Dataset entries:
#####
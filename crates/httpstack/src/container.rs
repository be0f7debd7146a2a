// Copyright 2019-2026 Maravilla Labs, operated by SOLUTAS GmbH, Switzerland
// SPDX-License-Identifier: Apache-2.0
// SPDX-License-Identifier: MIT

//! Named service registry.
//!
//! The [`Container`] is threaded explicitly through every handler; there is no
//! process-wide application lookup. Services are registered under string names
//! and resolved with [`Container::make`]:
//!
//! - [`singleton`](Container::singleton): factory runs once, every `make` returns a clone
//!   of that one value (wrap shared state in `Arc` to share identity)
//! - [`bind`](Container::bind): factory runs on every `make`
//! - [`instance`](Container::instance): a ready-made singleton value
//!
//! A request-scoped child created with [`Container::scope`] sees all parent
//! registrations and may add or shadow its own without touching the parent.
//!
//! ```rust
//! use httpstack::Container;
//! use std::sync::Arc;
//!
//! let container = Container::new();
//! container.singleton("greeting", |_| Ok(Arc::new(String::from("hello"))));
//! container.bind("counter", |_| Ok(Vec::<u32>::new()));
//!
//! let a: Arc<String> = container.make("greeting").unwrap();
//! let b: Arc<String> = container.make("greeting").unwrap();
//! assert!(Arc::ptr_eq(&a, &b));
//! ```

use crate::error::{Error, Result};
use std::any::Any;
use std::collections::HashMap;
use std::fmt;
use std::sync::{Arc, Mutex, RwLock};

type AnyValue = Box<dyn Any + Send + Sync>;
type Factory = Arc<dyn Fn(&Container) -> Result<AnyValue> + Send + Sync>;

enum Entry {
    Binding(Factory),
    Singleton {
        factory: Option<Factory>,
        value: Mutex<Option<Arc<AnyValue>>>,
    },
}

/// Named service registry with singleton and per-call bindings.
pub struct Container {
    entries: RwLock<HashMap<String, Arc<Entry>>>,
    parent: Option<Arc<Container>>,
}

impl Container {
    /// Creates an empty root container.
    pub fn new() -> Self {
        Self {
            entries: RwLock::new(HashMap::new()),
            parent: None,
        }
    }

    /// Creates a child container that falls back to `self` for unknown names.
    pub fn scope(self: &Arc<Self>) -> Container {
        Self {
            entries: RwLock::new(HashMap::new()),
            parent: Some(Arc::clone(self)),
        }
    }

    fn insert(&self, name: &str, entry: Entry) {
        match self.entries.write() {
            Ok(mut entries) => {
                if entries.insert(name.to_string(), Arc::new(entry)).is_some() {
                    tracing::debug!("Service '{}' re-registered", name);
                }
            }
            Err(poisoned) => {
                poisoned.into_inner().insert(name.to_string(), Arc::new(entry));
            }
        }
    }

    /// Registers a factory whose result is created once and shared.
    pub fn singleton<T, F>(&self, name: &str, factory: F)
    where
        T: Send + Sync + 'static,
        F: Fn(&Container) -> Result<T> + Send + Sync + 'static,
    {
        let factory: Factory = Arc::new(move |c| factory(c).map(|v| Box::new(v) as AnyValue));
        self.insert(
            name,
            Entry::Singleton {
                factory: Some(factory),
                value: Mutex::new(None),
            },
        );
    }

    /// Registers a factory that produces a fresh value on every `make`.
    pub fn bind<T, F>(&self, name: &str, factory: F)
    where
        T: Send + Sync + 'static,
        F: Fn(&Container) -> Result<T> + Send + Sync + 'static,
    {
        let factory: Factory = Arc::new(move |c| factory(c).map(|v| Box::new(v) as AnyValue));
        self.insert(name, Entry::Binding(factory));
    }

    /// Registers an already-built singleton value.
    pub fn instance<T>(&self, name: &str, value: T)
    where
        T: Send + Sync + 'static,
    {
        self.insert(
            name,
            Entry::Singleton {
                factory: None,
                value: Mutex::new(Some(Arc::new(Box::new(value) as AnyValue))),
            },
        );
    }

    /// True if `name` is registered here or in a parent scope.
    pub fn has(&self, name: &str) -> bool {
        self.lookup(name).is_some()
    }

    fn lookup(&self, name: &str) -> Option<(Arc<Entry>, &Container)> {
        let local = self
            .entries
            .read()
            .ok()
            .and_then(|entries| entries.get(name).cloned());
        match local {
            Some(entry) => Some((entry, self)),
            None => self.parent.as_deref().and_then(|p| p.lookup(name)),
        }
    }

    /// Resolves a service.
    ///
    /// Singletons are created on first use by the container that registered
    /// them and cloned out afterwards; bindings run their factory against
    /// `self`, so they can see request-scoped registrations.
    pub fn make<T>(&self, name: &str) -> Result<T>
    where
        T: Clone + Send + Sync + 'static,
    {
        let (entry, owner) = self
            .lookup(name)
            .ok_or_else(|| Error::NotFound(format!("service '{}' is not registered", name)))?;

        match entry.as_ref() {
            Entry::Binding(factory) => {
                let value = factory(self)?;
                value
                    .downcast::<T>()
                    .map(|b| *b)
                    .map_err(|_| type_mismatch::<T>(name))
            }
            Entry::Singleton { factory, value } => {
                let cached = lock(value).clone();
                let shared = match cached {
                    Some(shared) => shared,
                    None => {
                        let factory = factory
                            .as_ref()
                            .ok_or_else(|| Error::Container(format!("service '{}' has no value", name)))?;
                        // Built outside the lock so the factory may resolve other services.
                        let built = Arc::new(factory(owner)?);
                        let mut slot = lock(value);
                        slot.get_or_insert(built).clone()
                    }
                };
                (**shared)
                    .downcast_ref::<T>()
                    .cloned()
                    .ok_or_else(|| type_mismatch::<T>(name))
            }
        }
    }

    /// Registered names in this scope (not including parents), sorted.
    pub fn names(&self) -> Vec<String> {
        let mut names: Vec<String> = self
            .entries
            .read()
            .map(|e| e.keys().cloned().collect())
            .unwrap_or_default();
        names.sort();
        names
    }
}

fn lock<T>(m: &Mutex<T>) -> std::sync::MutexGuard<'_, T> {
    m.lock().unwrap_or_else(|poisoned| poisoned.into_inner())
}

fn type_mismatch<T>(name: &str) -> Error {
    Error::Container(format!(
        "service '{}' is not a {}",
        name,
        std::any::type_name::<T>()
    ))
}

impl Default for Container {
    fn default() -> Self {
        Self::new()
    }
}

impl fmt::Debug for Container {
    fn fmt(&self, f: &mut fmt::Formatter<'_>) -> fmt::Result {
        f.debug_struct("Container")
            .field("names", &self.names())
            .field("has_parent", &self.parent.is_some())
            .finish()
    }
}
#####
**To do**
Reproduce all of the entries word for word.

**Result of the task**
filename crates/httpstack/src/container.rs
repository be0f7debd7146a2a
// Copyright 2019-2026 Maravilla Labs, operated by SOLUTAS GmbH, Switzerland
// SPDX-License-Identifier: Apache-2.0
// SPDX-License-Identifier: MIT

//! Named service registry.
//!
//! The [`Container`] is threaded explicitly through every handler; there is no
//! process-wide application lookup. Services are registered under string names
//! and resolved with [`Container::make`]:
//!
//! - [`singleton`](Container::singleton): factory runs once, every `make` returns a clone
//!   of that one value (wrap shared state in `Arc` to share identity)
//! - [`bind`](Container::bind): factory runs on every `make`
//! - [`instance`](Container::instance): a ready-made singleton value
//!
//! A request-scoped child created with [`Container::scope`] sees all parent
//! registrations and may add or shadow its own without touching the parent.
//!
//! ```rust
//! use httpstack::Container;
//! use std::sync::Arc;
//!
//! let container = Container::new();
//! container.singleton("greeting", |_| Ok(Arc::new(String::from("hello"))));
//! container.bind("counter", |_| Ok(Vec::<u32>::new()));
//!
//! let a: Arc<String> = container.make("greeting").unwrap();
//! let b: Arc<String> = container.make("greeting").unwrap();
//! assert!(Arc::ptr_eq(&a, &b));
//! ```

use crate::error::{Error, Result};
use std::any::Any;
use std::collections::HashMap;
use std::fmt;
use std::sync::{Arc, Mutex, RwLock};

type AnyValue = Box<dyn Any + Send + Sync>;
type Factory = Arc<dyn Fn(&Container) -> Result<AnyValue> + Send + Sync>;

enum Entry {
    Binding(Factory),
    Singleton {
        factory: Option<Factory>,
        value: Mutex<Option<Arc<AnyValue>>>,
    },
}

/// Named service registry with singleton and per-call bindings.
pub struct Container {
    entries: RwLock<HashMap<String, Arc<Entry>>>,
    parent: Option<Arc<Container>>,
}

impl Container {
    /// Creates an empty root container.
    pub fn new() -> Self {
        Self {
            entries: RwLock::new(HashMap::new()),
            parent: None,
        }
    }

    /// Creates a child container that falls back to `self` for unknown names.
    pub fn scope(self: &Arc<Self>) -> Container {
        Self {
            entries: RwLock::new(HashMap::new()),
            parent: Some(Arc::clone(self)),
        }
    }

    fn insert(&self, name: &str, entry: Entry) {
        match self.entries.write() {
            Ok(mut entries) => {
                if entries.insert(name.to_string(), Arc::new(entry)).is_some() {
                    tracing::debug!("Service '{}' re-registered", name);
                }
            }
            Err(poisoned) => {
                poisoned.into_inner().insert(name.to_string(), Arc::new(entry));
            }
        }
    }

    /// Registers a factory whose result is created once and shared.
    pub fn singleton<T, F>(&self, name: &str, factory: F)
    where
        T: Send + Sync + 'static,
        F: Fn(&Container) -> Result<T> + Send + Sync + 'static,
    {
        let factory: Factory = Arc::new(move |c| factory(c).map(|v| Box::new(v) as AnyValue));
        self.insert(
            name,
            Entry::Singleton {
                factory: Some(factory),
                value: Mutex::new(None),
            },
        );
    }

    /// Registers a factory that produces a fresh value on every `make`.
    pub fn bind<T, F>(&self, name: &str, factory: F)
    where
        T: Send + Sync + 'static,
        F: Fn(&Container) -> Result<T> + Send + Sync + 'static,
    {
        let factory: Factory = Arc::new(move |c| factory(c).map(|v| Box::new(v) as AnyValue));
        self.insert(name, Entry::Binding(factory));
    }

    /// Registers an already-built singleton value.
    pub fn instance<T>(&self, name: &str, value: T)
    where
        T: Send + Sync + 'static,
    {
        self.insert(
            name,
            Entry::Singleton {
                factory: None,
                value: Mutex::new(Some(Arc::new(Box::new(value) as AnyValue))),
            },
        );
    }

    /// True if `name` is registered here or in a parent scope.
    pub fn has(&self, name: &str) -> bool {
        self.lookup(name).is_some()
    }

    fn lookup(&self, name: &str) -> Option<(Arc<Entry>, &Container)> {
        let local = self
            .entries
            .read()
            .ok()
            .and_then(|entries| entries.get(name).cloned());
        match local {
            Some(entry) => Some((entry, self)),
            None => self.parent.as_deref().and_then(|p| p.lookup(name)),
        }
    }

    /// Resolves a service.
    ///
    /// Singletons are created on first use by the container that registered
    /// them and cloned out afterwards; bindings run their factory against
    /// `self`, so they can see request-scoped registrations.
    pub fn make<T>(&self, name: &str) -> Result<T>
    where
        T: Clone + Send + Sync + 'static,
    {
        let (entry, owner) = self
            .lookup(name)
            .ok_or_else(|| Error::NotFound(format!("service '{}' is not registered", name)))?;

        match entry.as_ref() {
            Entry::Binding(factory) => {
                let value = factory(self)?;
                value
                    .downcast::<T>()
                    .map(|b| *b)
                    .map_err(|_| type_mismatch::<T>(name))
            }
            Entry::Singleton { factory, value } => {
                let cached = lock(value).clone();
                let shared = match cached {
                    Some(shared) => shared,
                    None => {
                        let factory = factory
                            .as_ref()
                            .ok_or_else(|| Error::Container(format!("service '{}' has no value", name)))?;
                        // Built outside the lock so the factory may resolve other services.
                        let built = Arc::new(factory(owner)?);
                        let mut slot = lock(value);
                        slot.get_or_insert(built).clone()
                    }
                };
                (**shared)
                    .downcast_ref::<T>()
                    .cloned()
                    .ok_or_else(|| type_mismatch::<T>(name))
            }
        }
    }

    /// Registered names in this scope (not including parents), sorted.
    pub fn names(&self) -> Vec<String> {
        let mut names: Vec<String> = self
            .entries
            .read()
            .map(|e| e.keys().cloned().collect())
            .unwrap_or_default();
        names.sort();
        names
    }
}

fn lock<T>(m: &Mutex<T>) -> std::sync::MutexGuard<'_, T> {
    m.lock().unwrap_or_else(|poisoned| poisoned.into_inner())
}

fn type_mismatch<T>(name: &str) -> Error {
    Error::Container(format!(
        "service '{}' is not a {}",
        name,
        std::any::type_name::<T>()
    ))
}

impl Default for Container {
    fn default() -> Self {
        Self::new()
    }
}

impl fmt::Debug for Container {
    fn fmt(&self, f: &mut fmt::Formatter<'_>) -> fmt::Result {
        f.debug_struct("Container")
            .field("names", &self.names())
            .field("has_parent", &self.parent.is_some())
            .finish()
    }
}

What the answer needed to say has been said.